Baca berita dengan sedikit iklan, klik di sini
INSPEKTUR Jenderal Herman Surjadi Sumawiredja semestinya baru akan pensiun dari kepolisian Mei depan. Tapi, hanya beberapa hari setelah diberhentikan dari jabatan Kepala Kepolisian Daerah Jawa Timur, pertengahan Februari lalu, ia mengajukan surat pengunduran diri. ”Saya kini menunggu persetujuan atasan,” katanya di Jakarta, Jumat dua pekan lalu.
Herman mengatakan tak kecewa dengan penggantian dirinya. Apalagi ia sudah tiga setengah tahun memegang jabatan itu. Ia hanya mengaku tak mau menerima ”gaji buta” karena tak memiliki pekerjaan hingga masuk masa pensiun. Kepada Tempo, ia menyatakan hendak segera memperdalam bahasa Arab dan Inggris.
Bagi Khofifah Indar Parawansa, mantan calon Gubernur Jawa Timur, pergantian Herman berkaitan dengan pengusutan dugaan pelanggaran pemilihan ulang di Sampang dan Bangkalan, Januari lalu. Herman bersemangat mengusut kasus ini. Pada hari-hari terakhir sebagai Kepala Kepolisian Jawa Timur, ia bahkan menetapkan Ketua Komisi Pemilihan Umum Daerah Jawa Timur Wahyudi Purnomo sebagai tersangka.
Semangat itu tampak di lantai dua Gedung Tribrata, Markas Kepolisian Jawa Timur, di Surabaya, Rabu tiga pekan lalu. Hingga menjelang subuh, belasan polisi keluar-masuk ruangan di ujung gedung. Mereka membawa tumpukan kertas, lalu menyusunnya di atas meja. Ruang kerja Herman itu seolah tak berpintu.

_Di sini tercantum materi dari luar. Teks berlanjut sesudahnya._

use crate::detection::domain::face_detector::FaceDetector;
use crate::shared::bounding_box::BoundingBox;
use crate::shared::frame::Frame;

/// Reports the same caller-supplied boxes for every frame.
///
/// Stands in for an external cascade detector when face positions are
/// already known (fixed camera rigs, annotated images).
pub struct StaticFaceDetector {
    boxes: Vec<BoundingBox>,
}

impl StaticFaceDetector {
    pub fn new(boxes: Vec<BoundingBox>) -> Self {
        Self { boxes }
    }
}

impl FaceDetector for StaticFaceDetector {
    fn detect(&mut self, _frame: &Frame) -> Result<Vec<BoundingBox>, Box<dyn std::error::Error>> {
        Ok(self.boxes.clone())
    }
}

/// Parses `x,y,w,h` into a box.
pub fn parse_box(spec: &str) -> Result<BoundingBox, String> {
    let parts: Vec<i32> = spec
        .split(',')
        .map(|p| p.trim().parse::<i32>())
        .collect::<Result<_, _>>()
        .map_err(|e| format!("invalid box '{spec}': {e}"))?;
    match parts.as_slice() {
        [x, y, w, h] if *w > 0 && *h > 0 => Ok(BoundingBox::new(*x, *y, *w, *h)),
        [_, _, _, _] => Err(format!("box '{spec}' must have positive width and height")),
        _ => Err(format!("box '{spec}' must be x,y,w,h")),
    }
}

Tujuh jam kemudian, Herman keluar dari ruang kerjanya. Menenteng gepokan kertas yang sama, ia menuju aula di ruang sebelah. Wartawan sudah berkumpul di sana. Mereka awalnya diundang untuk acara pamitan sang Kepala Polda. Tapi mereka mendapat kejutan istimewa: Herman menggelar tumpukan kertas itu, yang ternyata ribuan dokumen dugaan pemalsuan daftar pemilih tetap di Bangkalan dan Sampang yang dimenangi pasangan Soekarwo-Saifullah Yusuf.
Dua bundel rekapitulasi temuan kasus, masing-masing setebal 10 sentimeter, dibedah. ”Berdasarkan dokumen ini, Ketua Komisi Pemilihan Umum Jawa Timur resmi jadi tersangka manipulasi daftar pemilih tetap,” kata Herman ketika itu.

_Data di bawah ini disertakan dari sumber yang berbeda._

use std::path::{Path, PathBuf};

use crate::shared::constants::IMAGE_EXTENSIONS;
use crate::shared::frame::Frame;
use crate::video::domain::frame_reader::FrameReader;

/// Reads still images as a capture sequence.
///
/// A file path is a one-frame sequence. A directory yields every image file
/// it contains, sorted by file name, so numbered snapshots replay in order.
/// Decoding is lazy, one image per `frames()` step.
pub struct ImageFileReader {
    paths: Option<Vec<PathBuf>>,
}

impl ImageFileReader {
    pub fn new() -> Self {
        Self { paths: None }
    }
}

impl Default for ImageFileReader {
    fn default() -> Self {
        Self::new()
    }
}

fn is_image(path: &Path) -> bool {
    path.extension()
        .and_then(|e| e.to_str())
        .map(|e| IMAGE_EXTENSIONS.contains(&e.to_ascii_lowercase().as_str()))
        .unwrap_or(false)
}

fn list_images(dir: &Path) -> Result<Vec<PathBuf>, std::io::Error> {
    let mut paths = Vec::new();
    for entry in std::fs::read_dir(dir)? {
        let path = entry?.path();
        if path.is_file() && is_image(&path) {
            paths.push(path);
        }
    }
    paths.sort();
    Ok(paths)
}

/// Decodes to RGB, or RGBA when the source carries alpha.
fn decode(path: &Path, index: usize) -> Result<Frame, Box<dyn std::error::Error>> {
    let img = image::open(path).map_err(|e| format!("{}: {e}", path.display()))?;
    let (width, height) = (img.width(), img.height());
    let frame = if img.color().has_alpha() {
        Frame::new(img.into_rgba8().into_raw(), width, height, 4, index)
    } else {
        Frame::new(img.into_rgb8().into_raw(), width, height, 3, index)
    };
    Ok(frame)
}

impl FrameReader for ImageFileReader {
    fn open(&mut self, path: &Path) -> Result<usize, Box<dyn std::error::Error>> {
        let paths = if path.is_dir() {
            list_images(path)?
        } else if path.is_file() {
            vec![path.to_path_buf()]
        } else {
            return Err(format!("input not found: {}", path.display()).into());
        };
        if paths.is_empty() {
            return Err(format!("no images in {}", path.display()).into());
        }
        log::debug!("opened {} with {} frames", path.display(), paths.len());
        let count = paths.len();
        self.paths = Some(paths);
        Ok(count)
    }

    fn frames(
        &mut self,
    ) -> Box<dyn Iterator<Item = Result<Frame, Box<dyn std::error::Error>>> + '_> {
        match self.paths.take() {
            Some(paths) => Box::new(
                paths
                    .into_iter()
                    .enumerate()
                    .map(|(index, path)| decode(&path, index)),
            ),
            None => Box::new(std::iter::once(Err("ImageFileReader: not opened".into()))),
        }
    }

    fn close(&mut self) {
        self.paths = None;
    }
}

#[cfg(test)]
mod tests {
    use super::*;

    fn write_rgb(path: &Path, width: u32, height: u32, px: [u8; 3]) {
        image::RgbImage::from_pixel(width, height, image::Rgb(px))
            .save(path)
            .unwrap();
    }

    #[test]
    fn test_single_file_yields_one_frame() {
        let dir = tempfile::tempdir().unwrap();
        let path = dir.path().join("cat.png");
        write_rgb(&path, 100, 80, [50, 100, 200]);

        let mut reader = ImageFileReader::new();
        assert_eq!(reader.open(&path).unwrap(), 1);

        let frames: Vec<_> = reader.frames().collect();
        assert_eq!(frames.len(), 1);
        let frame = frames.into_iter().next().unwrap().unwrap();
        assert_eq!(frame.index(), 0);
        assert_eq!((frame.width(), frame.height(), frame.channels()), (100, 80, 3));
        assert_eq!(&frame.data()[..3], &[50, 100, 200]);
    }

    #[test]
    fn test_directory_yields_images_in_name_order() {
        let dir = tempfile::tempdir().unwrap();
        write_rgb(&dir.path().join("frame_002.png"), 4, 4, [2, 2, 2]);
        write_rgb(&dir.path().join("frame_001.png"), 4, 4, [1, 1, 1]);
        write_rgb(&dir.path().join("frame_003.PNG"), 4, 4, [3, 3, 3]);
        std::fs::write(dir.path().join("notes.txt"), "ignored").unwrap();

        let mut reader = ImageFileReader::new();
        assert_eq!(reader.open(dir.path()).unwrap(), 3);

        let frames: Vec<Frame> = reader.frames().map(|f| f.unwrap()).collect();
        let firsts: Vec<u8> = frames.iter().map(|f| f.data()[0]).collect();
        let indices: Vec<usize> = frames.iter().map(|f| f.index()).collect();
        assert_eq!(firsts, vec![1, 2, 3]);
        assert_eq!(indices, vec![0, 1, 2]);
    }

    #[test]
    fn test_alpha_image_is_four_channel() {
        let dir = tempfile::tempdir().unwrap();
        let path = dir.path().join("alpha.png");
        image::RgbaImage::from_pixel(3, 2, image::Rgba([10, 20, 30, 40]))
            .save(&path)
            .unwrap();

        let mut reader = ImageFileReader::new();
        reader.open(&path).unwrap();
        let frame = reader.frames().next().unwrap().unwrap();
        assert_eq!(frame.channels(), 4);
        assert_eq!(&frame.data()[..4], &[10, 20, 30, 40]);
    }

    #[test]
    fn test_open_nonexistent_errors() {
        let mut reader = ImageFileReader::new();
        assert!(reader.open(Path::new("/nonexistent/cat.png")).is_err());
    }

    #[test]
    fn test_open_empty_directory_errors() {
        let dir = tempfile::tempdir().unwrap();
        let mut reader = ImageFileReader::new();
        assert!(reader.open(dir.path()).is_err());
    }

    #[test]
    fn test_undecodable_file_errors_per_frame() {
        let dir = tempfile::tempdir().unwrap();
        std::fs::write(dir.path().join("a.png"), b"not a png").unwrap();
        write_rgb(&dir.path().join("b.png"), 2, 2, [9, 9, 9]);

        let mut reader = ImageFileReader::new();
        reader.open(dir.path()).unwrap();
        let frames: Vec<_> = reader.frames().collect();
        assert!(frames[0].is_err());
        assert_eq!(frames[1].as_ref().unwrap().index(), 1);
    }

    #[test]
    fn test_frames_without_open_returns_error() {
        let mut reader = ImageFileReader::new();
        assert!(reader.frames().next().unwrap().is_err());
    }

    #[test]
    fn test_close_idempotent() {
        let dir = tempfile::tempdir().unwrap();
        let path = dir.path().join("cat.png");
        write_rgb(&path, 2, 2, [0, 0, 0]);
        let mut reader = ImageFileReader::new();
        reader.open(&path).unwrap();
        reader.close();
        reader.close();
        assert!(reader.frames().next().unwrap().is_err());
    }
}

Menurut Herman, berkas itu diterima dari Panitia Pengawas Pemilihan Jawa Timur. Di situ antara lain disebutkan tujuh modus pemalsuan daftar: kesamaan nomor induk kependudukan; nomor induk dan nama sama; nomor, nama, dan tanggal lahir sama; nomor, nama, tanggal lahir, dan alamat sama; nomor induk tidak standar; usia pemilih di bawah 17 tahun dan belum menikah; serta usia tidak didaftar.
Sehari setelah menetapkan Wahyudi sebagai tersangka, Herman menyerahkan jabatan kepada Brigadir Jenderal Anton Bachrul Alam. Tiga hari kemudian, Kepala Badan Reserse Kriminal Markas Besar Kepolisian Komisaris Jenderal Susno Duadji membatalkan penetapan Wahyudi sebagai tersangka. Anton pun menegaskan keputusan itu. ”Masih penyelidikan, belum ada tersangka,” katanya.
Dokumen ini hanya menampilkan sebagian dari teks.